Stored data entries:
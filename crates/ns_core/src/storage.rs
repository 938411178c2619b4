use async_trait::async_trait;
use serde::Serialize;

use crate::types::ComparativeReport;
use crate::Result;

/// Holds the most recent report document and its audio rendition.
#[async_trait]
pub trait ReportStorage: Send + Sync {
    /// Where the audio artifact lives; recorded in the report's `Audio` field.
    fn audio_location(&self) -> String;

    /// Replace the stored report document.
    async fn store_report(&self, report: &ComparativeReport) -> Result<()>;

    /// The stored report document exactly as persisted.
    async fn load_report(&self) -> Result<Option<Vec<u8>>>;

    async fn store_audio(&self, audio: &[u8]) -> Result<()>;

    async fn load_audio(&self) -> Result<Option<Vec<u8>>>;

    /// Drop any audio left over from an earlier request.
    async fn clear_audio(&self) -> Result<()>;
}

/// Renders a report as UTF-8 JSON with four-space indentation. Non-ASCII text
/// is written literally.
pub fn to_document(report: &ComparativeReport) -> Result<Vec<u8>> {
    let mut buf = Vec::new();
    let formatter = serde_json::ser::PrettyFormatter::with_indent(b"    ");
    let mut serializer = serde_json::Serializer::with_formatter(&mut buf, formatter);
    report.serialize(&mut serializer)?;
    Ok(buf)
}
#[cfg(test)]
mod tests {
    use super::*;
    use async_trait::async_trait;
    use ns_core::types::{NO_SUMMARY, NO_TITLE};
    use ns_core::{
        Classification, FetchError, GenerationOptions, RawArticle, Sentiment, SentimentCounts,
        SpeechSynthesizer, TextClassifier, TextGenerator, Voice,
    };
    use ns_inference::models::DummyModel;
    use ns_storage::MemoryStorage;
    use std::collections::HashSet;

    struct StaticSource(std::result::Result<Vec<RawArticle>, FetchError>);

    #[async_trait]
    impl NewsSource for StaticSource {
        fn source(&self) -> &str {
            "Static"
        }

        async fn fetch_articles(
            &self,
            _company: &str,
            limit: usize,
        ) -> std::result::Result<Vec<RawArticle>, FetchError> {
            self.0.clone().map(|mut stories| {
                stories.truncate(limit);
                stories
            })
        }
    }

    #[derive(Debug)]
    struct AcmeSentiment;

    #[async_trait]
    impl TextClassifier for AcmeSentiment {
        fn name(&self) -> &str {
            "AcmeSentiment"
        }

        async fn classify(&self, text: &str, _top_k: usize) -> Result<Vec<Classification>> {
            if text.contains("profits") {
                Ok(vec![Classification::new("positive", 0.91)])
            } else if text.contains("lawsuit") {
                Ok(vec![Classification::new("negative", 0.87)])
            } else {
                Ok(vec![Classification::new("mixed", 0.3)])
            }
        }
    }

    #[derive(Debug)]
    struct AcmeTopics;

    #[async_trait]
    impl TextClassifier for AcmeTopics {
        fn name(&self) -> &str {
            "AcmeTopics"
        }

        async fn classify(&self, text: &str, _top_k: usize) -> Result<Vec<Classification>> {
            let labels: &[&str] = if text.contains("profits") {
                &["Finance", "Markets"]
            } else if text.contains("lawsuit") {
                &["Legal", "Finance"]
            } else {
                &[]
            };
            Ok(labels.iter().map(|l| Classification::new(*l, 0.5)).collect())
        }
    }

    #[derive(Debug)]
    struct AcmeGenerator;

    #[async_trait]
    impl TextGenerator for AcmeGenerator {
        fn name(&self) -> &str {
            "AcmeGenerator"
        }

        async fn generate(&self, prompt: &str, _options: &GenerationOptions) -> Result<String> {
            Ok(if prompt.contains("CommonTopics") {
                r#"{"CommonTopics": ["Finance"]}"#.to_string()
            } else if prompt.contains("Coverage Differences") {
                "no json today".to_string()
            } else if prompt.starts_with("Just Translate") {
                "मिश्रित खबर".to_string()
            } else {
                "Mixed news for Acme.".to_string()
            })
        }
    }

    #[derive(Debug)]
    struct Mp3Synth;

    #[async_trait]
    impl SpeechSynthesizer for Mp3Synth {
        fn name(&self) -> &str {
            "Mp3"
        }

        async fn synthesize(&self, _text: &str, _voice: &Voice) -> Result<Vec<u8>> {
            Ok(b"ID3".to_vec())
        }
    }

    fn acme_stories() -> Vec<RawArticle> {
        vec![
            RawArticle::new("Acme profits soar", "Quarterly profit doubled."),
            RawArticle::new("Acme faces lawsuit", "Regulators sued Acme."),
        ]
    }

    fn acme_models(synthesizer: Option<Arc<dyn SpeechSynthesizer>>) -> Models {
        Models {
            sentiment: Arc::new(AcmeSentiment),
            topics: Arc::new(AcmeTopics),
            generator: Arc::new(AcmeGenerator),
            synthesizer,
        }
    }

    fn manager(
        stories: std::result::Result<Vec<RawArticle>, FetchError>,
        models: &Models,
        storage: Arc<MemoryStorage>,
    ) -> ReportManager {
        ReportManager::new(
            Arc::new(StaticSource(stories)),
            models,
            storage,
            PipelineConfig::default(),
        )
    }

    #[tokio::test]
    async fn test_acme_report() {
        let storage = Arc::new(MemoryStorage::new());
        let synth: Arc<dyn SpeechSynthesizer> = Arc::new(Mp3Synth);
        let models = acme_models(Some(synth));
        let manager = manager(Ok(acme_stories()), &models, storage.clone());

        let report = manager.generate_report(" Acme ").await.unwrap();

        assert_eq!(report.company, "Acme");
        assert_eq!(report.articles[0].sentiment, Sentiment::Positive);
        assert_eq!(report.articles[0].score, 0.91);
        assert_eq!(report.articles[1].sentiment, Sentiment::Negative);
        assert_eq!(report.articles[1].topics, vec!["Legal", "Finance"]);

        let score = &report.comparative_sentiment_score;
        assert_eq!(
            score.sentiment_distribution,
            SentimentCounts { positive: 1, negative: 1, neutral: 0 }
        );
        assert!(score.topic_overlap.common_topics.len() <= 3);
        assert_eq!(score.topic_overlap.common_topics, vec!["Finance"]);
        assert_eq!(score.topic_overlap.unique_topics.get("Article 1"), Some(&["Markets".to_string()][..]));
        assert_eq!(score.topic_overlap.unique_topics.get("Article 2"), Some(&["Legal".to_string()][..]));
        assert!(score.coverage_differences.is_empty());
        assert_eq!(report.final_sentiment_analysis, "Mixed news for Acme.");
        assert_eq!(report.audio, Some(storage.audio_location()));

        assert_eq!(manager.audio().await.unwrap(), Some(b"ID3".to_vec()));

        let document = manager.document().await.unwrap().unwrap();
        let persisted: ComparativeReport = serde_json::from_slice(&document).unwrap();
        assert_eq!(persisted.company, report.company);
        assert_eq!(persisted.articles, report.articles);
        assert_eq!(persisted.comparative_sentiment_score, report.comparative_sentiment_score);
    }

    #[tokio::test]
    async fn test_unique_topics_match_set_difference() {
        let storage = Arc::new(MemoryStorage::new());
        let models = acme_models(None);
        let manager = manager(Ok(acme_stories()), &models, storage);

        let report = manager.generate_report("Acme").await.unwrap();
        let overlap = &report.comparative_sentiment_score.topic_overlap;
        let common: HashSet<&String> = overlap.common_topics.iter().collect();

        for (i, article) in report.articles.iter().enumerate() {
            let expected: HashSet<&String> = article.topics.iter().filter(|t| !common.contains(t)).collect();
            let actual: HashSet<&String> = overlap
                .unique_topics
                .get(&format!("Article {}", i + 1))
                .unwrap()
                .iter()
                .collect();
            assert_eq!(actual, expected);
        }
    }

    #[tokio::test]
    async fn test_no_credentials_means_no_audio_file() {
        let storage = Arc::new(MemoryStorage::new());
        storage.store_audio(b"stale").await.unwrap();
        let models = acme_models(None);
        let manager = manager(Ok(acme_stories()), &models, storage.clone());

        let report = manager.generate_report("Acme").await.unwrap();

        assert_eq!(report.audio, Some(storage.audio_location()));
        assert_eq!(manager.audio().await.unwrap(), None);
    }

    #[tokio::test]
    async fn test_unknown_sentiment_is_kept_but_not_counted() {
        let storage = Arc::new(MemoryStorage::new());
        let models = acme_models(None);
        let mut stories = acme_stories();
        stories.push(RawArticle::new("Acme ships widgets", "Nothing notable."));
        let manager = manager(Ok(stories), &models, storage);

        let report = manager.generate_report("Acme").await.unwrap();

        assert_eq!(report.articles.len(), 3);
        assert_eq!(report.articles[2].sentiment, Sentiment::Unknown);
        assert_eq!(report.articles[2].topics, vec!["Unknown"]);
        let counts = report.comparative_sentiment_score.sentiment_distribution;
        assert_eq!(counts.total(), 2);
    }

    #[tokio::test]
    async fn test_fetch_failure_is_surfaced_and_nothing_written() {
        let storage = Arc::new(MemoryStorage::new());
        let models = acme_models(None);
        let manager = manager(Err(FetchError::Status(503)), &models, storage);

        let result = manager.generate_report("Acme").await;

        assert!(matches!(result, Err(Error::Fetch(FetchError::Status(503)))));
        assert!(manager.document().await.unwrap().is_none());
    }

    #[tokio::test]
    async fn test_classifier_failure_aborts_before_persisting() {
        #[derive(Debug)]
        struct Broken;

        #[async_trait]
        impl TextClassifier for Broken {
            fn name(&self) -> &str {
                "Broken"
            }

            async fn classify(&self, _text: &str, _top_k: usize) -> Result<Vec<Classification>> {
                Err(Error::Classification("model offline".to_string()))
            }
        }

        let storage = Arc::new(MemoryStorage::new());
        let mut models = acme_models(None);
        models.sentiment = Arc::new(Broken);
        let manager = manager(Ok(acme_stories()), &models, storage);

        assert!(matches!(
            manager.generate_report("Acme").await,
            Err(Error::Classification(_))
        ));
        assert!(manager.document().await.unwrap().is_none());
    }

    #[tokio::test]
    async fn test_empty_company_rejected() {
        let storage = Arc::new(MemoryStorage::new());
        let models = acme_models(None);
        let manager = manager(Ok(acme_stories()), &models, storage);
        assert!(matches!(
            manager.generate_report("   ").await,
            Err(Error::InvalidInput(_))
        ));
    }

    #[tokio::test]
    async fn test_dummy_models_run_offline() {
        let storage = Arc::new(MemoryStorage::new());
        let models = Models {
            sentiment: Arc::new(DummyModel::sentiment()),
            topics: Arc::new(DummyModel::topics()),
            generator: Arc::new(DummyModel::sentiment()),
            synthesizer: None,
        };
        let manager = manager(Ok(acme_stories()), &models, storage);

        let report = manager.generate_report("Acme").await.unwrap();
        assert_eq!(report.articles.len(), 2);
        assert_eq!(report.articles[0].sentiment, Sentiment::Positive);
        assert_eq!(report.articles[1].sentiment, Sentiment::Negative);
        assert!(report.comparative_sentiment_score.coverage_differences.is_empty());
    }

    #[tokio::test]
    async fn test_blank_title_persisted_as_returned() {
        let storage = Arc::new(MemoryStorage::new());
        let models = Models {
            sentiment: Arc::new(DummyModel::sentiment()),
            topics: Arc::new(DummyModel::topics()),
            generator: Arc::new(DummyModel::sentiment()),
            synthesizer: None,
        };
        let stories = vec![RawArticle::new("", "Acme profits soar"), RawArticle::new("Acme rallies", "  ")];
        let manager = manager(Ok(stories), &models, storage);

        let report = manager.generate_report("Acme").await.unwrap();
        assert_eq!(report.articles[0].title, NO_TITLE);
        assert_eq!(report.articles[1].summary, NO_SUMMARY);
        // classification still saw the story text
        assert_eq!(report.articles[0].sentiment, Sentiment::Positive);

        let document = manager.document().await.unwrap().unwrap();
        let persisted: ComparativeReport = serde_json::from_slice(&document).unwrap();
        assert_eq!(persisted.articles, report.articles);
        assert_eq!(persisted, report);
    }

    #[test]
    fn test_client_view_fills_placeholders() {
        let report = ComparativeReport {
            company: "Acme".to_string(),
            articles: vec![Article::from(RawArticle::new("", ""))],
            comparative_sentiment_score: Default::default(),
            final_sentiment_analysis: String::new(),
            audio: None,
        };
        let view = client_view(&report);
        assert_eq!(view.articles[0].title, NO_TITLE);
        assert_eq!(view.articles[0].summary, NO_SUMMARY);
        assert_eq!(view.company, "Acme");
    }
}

__EXERCISE__
Scan the data above for the word "soar". Copy every line in which it is found.

__WRITTEN REPLY__
            RawArticle::new("Acme profits soar", "Quarterly profit doubled."),
        let stories = vec![RawArticle::new("", "Acme profits soar"), RawArticle::new("Acme rallies", "  ")];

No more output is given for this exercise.